======== PROVIDED RECORDS
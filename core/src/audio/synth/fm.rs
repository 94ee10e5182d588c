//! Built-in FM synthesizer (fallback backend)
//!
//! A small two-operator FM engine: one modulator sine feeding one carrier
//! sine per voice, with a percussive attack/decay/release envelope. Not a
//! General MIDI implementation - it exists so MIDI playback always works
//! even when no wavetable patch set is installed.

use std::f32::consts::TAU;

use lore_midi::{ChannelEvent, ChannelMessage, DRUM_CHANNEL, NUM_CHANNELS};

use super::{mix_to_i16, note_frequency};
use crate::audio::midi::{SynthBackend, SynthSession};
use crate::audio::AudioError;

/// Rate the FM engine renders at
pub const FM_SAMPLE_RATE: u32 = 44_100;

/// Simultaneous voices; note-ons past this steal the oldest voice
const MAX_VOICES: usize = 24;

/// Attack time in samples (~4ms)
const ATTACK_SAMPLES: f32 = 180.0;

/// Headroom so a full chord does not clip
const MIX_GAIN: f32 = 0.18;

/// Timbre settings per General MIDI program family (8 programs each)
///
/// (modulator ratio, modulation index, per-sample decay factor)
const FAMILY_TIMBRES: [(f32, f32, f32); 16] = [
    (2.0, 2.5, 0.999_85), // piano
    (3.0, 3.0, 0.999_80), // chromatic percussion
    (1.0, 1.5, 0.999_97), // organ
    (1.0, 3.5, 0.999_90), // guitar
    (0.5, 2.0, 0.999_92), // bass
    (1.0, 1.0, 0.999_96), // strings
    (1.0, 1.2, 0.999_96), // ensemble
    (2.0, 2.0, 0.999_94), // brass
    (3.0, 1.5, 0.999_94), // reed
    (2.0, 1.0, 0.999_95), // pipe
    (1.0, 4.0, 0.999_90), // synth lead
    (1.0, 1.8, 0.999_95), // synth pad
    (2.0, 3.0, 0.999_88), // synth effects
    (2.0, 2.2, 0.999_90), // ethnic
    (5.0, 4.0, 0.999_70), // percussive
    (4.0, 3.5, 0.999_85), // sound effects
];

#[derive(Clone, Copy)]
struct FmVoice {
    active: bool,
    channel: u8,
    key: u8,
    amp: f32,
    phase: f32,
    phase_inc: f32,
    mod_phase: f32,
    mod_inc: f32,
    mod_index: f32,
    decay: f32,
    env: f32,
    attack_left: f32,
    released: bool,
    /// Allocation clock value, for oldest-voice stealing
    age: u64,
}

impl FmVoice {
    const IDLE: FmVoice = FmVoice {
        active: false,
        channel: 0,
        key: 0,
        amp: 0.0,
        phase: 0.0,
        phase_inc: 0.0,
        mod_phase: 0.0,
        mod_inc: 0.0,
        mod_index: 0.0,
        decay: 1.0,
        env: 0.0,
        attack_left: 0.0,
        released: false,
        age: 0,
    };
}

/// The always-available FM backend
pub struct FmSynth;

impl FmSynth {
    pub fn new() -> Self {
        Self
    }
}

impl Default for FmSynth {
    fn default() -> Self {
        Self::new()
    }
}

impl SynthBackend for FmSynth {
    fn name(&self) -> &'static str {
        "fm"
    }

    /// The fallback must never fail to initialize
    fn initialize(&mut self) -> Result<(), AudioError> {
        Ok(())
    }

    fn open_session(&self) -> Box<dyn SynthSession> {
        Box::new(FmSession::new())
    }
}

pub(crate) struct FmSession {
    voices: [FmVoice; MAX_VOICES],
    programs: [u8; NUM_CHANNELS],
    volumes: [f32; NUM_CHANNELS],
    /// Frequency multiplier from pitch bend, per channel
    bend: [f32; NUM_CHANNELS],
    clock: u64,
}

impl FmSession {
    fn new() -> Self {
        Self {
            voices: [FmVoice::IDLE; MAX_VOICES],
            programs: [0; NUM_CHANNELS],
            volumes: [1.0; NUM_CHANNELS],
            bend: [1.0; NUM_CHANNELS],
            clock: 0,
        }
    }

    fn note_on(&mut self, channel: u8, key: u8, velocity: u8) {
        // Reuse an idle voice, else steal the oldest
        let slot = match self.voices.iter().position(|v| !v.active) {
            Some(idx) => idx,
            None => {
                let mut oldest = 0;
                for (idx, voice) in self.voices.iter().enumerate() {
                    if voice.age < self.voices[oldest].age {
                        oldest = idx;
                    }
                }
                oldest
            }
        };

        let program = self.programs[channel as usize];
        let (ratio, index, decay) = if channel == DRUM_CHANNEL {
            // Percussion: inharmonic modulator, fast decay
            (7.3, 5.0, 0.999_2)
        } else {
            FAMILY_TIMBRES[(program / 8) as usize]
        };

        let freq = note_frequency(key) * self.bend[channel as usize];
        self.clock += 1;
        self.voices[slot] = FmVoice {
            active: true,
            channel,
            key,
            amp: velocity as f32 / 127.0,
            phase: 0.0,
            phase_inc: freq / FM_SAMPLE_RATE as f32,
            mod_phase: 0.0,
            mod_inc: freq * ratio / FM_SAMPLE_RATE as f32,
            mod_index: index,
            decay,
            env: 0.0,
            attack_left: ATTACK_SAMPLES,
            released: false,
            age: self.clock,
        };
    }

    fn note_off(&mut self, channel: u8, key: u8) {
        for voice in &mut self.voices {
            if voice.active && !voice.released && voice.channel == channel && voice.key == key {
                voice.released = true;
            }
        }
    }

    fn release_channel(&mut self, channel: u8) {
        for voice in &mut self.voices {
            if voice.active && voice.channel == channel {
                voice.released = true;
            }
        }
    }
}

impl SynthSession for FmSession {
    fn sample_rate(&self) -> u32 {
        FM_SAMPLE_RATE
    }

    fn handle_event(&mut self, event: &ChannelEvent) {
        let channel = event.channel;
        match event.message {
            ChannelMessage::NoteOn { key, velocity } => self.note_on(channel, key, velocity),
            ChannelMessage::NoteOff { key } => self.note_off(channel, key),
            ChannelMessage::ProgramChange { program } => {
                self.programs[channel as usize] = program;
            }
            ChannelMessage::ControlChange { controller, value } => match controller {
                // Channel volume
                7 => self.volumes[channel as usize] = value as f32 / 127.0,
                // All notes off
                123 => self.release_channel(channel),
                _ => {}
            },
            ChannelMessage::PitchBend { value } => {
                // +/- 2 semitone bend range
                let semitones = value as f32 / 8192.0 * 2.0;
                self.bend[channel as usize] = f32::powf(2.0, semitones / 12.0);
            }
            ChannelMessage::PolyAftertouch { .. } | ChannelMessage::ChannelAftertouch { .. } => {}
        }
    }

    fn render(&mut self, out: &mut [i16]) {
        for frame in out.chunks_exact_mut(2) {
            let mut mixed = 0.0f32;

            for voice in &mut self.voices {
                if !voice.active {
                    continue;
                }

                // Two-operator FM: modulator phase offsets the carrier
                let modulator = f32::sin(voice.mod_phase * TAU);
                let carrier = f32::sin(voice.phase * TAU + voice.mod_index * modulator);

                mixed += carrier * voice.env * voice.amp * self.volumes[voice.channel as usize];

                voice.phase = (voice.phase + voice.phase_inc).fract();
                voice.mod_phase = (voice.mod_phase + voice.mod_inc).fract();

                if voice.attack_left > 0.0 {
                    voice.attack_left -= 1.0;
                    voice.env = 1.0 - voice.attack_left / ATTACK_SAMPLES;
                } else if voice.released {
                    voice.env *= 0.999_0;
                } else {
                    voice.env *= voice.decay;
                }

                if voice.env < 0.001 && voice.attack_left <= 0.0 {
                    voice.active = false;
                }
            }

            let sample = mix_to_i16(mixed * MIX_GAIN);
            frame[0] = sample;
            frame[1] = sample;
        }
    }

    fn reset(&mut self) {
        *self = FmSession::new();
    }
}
================
YOUR OBJECTIVE:
Reproduce exactly the entries above, limited to the lines from the one with "const IDLE: FmVoice" through the one with "fn default() ->", both included.

EXERCISE ANSWER:
    const IDLE: FmVoice = FmVoice {
        active: false,
        channel: 0,
        key: 0,
        amp: 0.0,
        phase: 0.0,
        phase_inc: 0.0,
        mod_phase: 0.0,
        mod_inc: 0.0,
        mod_index: 0.0,
        decay: 1.0,
        env: 0.0,
        attack_left: 0.0,
        released: false,
        age: 0,
    };
}

/// The always-available FM backend
pub struct FmSynth;

impl FmSynth {
    pub fn new() -> Self {
        Self
    }
}

impl Default for FmSynth {
    fn default() -> Self {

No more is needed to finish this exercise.